The differential diagnosis of B-cell lymphoproliferative processes remains a challenge for pathologists, dermatologists and oncologists, despite advances in histology, immunohistochemistry and molecular biology.

OBJECTIVE

Evaluate aid and limitations of clonality analysis in the diagnosis of primary cutaneous B-cell lymphomas and B-cell pseudolymphomas.

METHODS

This study included 29 cases of B-cell lymphoproliferative processes classified as primary cutaneous B-cell lymphomas (13), B-cell pseudolymphomas (6) and inconclusive cases (10) using histology and immunohistochemistry. The clonality analysis was performed by polymerase chain reaction analysis of immunoglobulin light chain and heavy chain rearrangements.

RESULTS

DNA quality was shown to be generally poor; eight samples were inadequate for polymerase chain reaction analysis. The results showed monoclonality in eight of the primary cutaneous B-cell lymphomas and polyclonality in four of the B-cell pseudolymphomas.
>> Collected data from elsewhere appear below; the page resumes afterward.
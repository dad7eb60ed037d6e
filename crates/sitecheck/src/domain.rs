//! Domain registration expiry inspection.

use crate::clock::Clock;
use crate::target::registration_name;
use crate::types::DomainStatus;
use crate::whois::{RegistrationLookup, WhoisRecord};
use chrono::{DateTime, NaiveDate, NaiveDateTime, Utc};
use std::sync::Arc;
use tracing::debug;

/// Expiry field names, highest priority first
pub const EXPIRY_FIELDS: [&str; 4] = [
    "expDate",
    "Registrar Registration Expiration Date",
    "Registry Expiry Date",
    "Expiration Date",
];

const DATE_TIME_FORMATS: [&str; 5] = [
    "%Y-%m-%dT%H:%M:%S%.fZ",
    "%Y-%m-%dT%H:%M:%SZ",
    "%Y-%m-%dT%H:%M:%S",
    "%Y-%m-%d %H:%M:%S",
    "%Y.%m.%d %H:%M:%S",
];

const DATE_FORMATS: [&str; 8] = [
    "%Y-%m-%d",
    "%d-%b-%Y",
    "%d-%B-%Y",
    "%Y.%m.%d",
    "%Y/%m/%d",
    "%d.%m.%Y",
    "%d/%m/%Y",
    "%b %d %Y",
];

/// Derives registration expiry fields for a host
pub struct DomainInspector {
    lookup: Arc<dyn RegistrationLookup>,
    clock: Arc<dyn Clock>,
}

impl DomainInspector {
    pub fn new(lookup: Arc<dyn RegistrationLookup>, clock: Arc<dyn Clock>) -> Self {
        Self { lookup, clock }
    }

    /// Inspect the registration of `host`.
    ///
    /// `Ok(None)` when the lookup succeeded but carried no usable expiry date.
    pub async fn inspect(&self, host: &str) -> common::Result<Option<DomainStatus>> {
        let record = self.lookup.lookup(registration_name(host)).await?;
        let status = evaluate(&record, self.clock.now());
        if status.is_none() {
            debug!(host, fields = record.len(), "No recognised expiry field");
        }
        Ok(status)
    }
}

/// Expiry fields from `record` as seen at `now`
pub fn evaluate(record: &WhoisRecord, now: DateTime<Utc>) -> Option<DomainStatus> {
    let raw = EXPIRY_FIELDS.iter().find_map(|field| record.get(field))?;
    let expiry_date = parse_date(raw)?;

    Some(DomainStatus {
        expiry_date,
        expired: expiry_date < now,
    })
}

/// Parse the date formats registries commonly use
pub fn parse_date(raw: &str) -> Option<DateTime<Utc>> {
    let cleaned = raw
        .trim()
        .trim_end_matches(" (UTC)")
        .trim_end_matches(" UTC")
        .trim_end_matches(" GMT")
        .trim();

    if let Ok(dt) = DateTime::parse_from_rfc3339(cleaned) {
        return Some(dt.with_timezone(&Utc));
    }

    for fmt in DATE_TIME_FORMATS {
        if let Ok(dt) = NaiveDateTime::parse_from_str(cleaned, fmt) {
            return Some(dt.and_utc());
        }
    }

    for fmt in DATE_FORMATS {
        if let Ok(d) = NaiveDate::parse_from_str(cleaned, fmt) {
            return Some(d.and_hms_opt(0, 0, 0)?.and_utc());
        }
    }

    None
}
In addition, monoclonality was shown in two of the inconclusive cases by histology and immunohistochemistry, demonstrating the utility of polymerase chain reaction as an ancillary diagnostic tool for primary cutaneous B-cell lymphomas.

DISCUSSION

The low quality DNA extracted from these cases demanded the use of an IgH protocol that yielded small fragments and IgK. Both methods used together improved detection.

CONCLUSION

Use of the two protocols, immunoglobulin heavy chain FR3-trad and immunoglobulin light chain-Kappa Biomed protocols for clonality analysis improved diagnostic accuracy.